- **PROMPT**
For this exercise, reproduce the entries below exactly, but only from the line containing "ports infra implements" through the line containing "the console loop", both included.
RECORDS PROVIDED below:
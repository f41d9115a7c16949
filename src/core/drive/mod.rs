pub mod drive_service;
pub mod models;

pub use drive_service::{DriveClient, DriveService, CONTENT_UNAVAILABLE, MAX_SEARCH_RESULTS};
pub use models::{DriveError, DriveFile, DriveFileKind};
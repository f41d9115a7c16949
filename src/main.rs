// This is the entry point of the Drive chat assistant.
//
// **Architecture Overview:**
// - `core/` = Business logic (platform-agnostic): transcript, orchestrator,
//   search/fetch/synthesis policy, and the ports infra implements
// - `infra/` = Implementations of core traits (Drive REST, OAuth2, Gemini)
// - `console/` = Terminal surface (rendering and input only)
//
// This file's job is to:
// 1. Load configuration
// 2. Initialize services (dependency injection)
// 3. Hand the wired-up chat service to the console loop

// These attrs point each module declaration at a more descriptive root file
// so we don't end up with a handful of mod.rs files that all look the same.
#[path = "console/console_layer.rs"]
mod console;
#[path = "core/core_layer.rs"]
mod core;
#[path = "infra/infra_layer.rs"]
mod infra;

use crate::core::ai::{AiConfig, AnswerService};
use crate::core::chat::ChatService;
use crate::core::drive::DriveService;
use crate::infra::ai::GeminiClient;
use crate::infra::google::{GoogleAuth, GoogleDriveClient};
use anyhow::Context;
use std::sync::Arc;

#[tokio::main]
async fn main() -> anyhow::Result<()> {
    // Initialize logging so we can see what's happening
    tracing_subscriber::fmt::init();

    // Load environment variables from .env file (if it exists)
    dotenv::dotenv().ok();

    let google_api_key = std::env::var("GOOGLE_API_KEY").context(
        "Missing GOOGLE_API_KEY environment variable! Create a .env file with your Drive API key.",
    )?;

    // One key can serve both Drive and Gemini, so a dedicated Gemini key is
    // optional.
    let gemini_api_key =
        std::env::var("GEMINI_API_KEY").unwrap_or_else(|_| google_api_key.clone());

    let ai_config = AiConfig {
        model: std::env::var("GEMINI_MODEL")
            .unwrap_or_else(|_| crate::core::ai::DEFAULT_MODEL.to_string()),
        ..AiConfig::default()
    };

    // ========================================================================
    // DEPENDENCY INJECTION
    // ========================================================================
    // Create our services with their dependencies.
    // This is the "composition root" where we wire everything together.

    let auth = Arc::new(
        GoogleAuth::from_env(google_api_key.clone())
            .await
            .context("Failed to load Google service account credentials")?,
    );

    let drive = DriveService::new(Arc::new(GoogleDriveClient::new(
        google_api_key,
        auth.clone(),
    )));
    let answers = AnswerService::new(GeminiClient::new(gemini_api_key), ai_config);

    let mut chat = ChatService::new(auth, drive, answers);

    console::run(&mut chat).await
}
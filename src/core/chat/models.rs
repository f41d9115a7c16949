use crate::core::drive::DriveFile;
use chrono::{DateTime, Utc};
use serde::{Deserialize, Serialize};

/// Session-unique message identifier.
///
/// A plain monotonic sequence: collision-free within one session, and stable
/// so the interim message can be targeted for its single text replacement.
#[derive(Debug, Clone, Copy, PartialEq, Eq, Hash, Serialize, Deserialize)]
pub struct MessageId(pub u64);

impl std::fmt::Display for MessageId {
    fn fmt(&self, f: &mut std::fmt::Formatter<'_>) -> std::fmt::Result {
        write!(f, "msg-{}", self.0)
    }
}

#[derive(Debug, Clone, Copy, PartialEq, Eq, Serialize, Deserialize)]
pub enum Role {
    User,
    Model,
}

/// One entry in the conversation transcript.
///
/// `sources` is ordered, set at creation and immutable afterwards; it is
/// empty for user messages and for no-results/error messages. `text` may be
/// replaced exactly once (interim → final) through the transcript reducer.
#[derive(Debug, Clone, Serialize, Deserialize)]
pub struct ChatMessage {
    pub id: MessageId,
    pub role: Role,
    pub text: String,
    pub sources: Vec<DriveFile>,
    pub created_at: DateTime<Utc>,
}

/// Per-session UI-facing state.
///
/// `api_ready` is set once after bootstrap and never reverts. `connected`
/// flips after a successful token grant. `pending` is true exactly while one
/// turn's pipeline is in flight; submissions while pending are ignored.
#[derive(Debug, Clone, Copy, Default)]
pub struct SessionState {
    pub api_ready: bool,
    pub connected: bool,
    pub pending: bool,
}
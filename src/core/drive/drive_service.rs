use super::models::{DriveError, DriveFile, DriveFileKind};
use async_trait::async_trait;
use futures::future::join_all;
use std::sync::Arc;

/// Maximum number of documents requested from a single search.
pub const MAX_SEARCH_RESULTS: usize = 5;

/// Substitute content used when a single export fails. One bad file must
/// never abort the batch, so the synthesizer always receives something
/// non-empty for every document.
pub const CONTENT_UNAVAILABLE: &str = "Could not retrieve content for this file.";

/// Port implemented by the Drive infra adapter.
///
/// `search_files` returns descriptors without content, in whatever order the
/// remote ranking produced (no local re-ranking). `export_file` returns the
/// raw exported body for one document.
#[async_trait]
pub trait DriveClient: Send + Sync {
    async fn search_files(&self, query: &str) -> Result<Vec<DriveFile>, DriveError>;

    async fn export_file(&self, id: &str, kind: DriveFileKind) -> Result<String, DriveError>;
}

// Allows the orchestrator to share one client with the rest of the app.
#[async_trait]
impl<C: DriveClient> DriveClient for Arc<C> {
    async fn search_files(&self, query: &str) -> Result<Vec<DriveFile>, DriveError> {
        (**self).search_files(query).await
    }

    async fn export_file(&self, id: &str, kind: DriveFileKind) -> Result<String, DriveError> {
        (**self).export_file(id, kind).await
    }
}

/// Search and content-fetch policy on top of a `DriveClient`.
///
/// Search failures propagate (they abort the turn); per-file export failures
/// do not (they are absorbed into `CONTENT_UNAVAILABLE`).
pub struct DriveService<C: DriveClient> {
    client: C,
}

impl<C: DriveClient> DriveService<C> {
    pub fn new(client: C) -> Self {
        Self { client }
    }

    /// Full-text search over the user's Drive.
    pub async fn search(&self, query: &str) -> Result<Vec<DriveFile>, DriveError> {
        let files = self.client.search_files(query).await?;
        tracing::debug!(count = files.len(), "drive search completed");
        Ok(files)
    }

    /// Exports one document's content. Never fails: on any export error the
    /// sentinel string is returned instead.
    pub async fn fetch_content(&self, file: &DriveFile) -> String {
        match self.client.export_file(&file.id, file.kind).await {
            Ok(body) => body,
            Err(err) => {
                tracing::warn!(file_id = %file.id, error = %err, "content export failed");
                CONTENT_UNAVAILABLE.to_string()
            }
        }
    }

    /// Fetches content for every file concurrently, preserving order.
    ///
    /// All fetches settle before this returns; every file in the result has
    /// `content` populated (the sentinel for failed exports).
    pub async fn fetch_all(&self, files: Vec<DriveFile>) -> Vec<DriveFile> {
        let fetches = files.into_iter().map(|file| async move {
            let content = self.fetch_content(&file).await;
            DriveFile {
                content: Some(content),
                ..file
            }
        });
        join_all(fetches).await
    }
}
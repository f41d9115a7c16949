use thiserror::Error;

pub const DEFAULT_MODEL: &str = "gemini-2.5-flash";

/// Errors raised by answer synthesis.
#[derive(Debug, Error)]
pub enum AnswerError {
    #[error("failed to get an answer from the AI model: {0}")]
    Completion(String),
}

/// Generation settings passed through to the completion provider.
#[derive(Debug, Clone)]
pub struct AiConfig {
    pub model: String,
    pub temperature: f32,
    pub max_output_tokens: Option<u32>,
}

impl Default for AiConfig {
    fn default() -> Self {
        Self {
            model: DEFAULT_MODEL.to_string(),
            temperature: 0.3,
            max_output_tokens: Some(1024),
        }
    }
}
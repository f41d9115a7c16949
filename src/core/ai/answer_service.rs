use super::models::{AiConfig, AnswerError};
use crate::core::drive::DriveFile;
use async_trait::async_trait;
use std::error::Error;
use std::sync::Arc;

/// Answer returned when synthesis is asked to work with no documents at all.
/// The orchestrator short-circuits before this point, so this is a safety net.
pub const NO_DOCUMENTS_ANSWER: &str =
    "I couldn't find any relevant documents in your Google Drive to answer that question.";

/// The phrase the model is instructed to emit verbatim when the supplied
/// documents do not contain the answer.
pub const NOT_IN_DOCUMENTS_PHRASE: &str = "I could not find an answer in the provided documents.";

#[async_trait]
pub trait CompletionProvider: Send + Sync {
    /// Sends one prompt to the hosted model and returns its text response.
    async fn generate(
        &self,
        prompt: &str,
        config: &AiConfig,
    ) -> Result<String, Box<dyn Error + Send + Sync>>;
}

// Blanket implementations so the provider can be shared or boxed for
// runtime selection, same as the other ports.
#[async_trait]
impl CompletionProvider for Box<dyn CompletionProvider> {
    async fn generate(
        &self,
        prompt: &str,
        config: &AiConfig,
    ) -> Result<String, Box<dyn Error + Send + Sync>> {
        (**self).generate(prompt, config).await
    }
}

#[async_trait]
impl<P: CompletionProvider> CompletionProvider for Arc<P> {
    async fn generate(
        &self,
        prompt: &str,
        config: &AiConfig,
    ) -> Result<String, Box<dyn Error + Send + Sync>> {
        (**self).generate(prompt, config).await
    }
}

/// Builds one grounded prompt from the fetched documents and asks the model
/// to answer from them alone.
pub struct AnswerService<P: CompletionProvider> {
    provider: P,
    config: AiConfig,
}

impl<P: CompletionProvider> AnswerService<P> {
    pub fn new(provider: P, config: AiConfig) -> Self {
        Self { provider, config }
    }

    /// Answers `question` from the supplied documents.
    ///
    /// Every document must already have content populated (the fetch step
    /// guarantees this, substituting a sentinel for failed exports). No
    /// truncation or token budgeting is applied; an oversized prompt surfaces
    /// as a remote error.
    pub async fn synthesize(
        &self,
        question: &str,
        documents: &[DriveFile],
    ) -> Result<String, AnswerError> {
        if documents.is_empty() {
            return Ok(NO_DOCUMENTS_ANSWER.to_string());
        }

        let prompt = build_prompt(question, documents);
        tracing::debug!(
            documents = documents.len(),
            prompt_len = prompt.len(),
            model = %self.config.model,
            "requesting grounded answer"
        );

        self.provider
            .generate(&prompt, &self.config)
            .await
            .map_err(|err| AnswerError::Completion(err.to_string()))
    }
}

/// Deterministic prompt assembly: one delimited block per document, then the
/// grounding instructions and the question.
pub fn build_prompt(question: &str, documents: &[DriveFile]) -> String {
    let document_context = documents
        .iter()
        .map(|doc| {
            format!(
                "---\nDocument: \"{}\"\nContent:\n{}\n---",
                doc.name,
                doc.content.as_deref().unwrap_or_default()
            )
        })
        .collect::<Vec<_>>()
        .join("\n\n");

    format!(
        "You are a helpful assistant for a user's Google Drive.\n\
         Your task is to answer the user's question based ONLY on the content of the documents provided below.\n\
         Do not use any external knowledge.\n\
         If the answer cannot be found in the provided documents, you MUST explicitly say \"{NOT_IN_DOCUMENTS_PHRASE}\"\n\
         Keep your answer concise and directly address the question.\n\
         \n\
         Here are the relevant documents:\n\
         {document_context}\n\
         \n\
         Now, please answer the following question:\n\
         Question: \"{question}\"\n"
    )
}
End of RECORDS PROVIDED.
- **RESPONSE TO THIS TASK**
//   search/fetch/synthesis policy, and the ports infra implements
// - `infra/` = Implementations of core traits (Drive REST, OAuth2, Gemini)
// - `console/` = Terminal surface (rendering and input only)
//
// This file's job is to:
// 1. Load configuration
// 2. Initialize services (dependency injection)
// 3. Hand the wired-up chat service to the console loop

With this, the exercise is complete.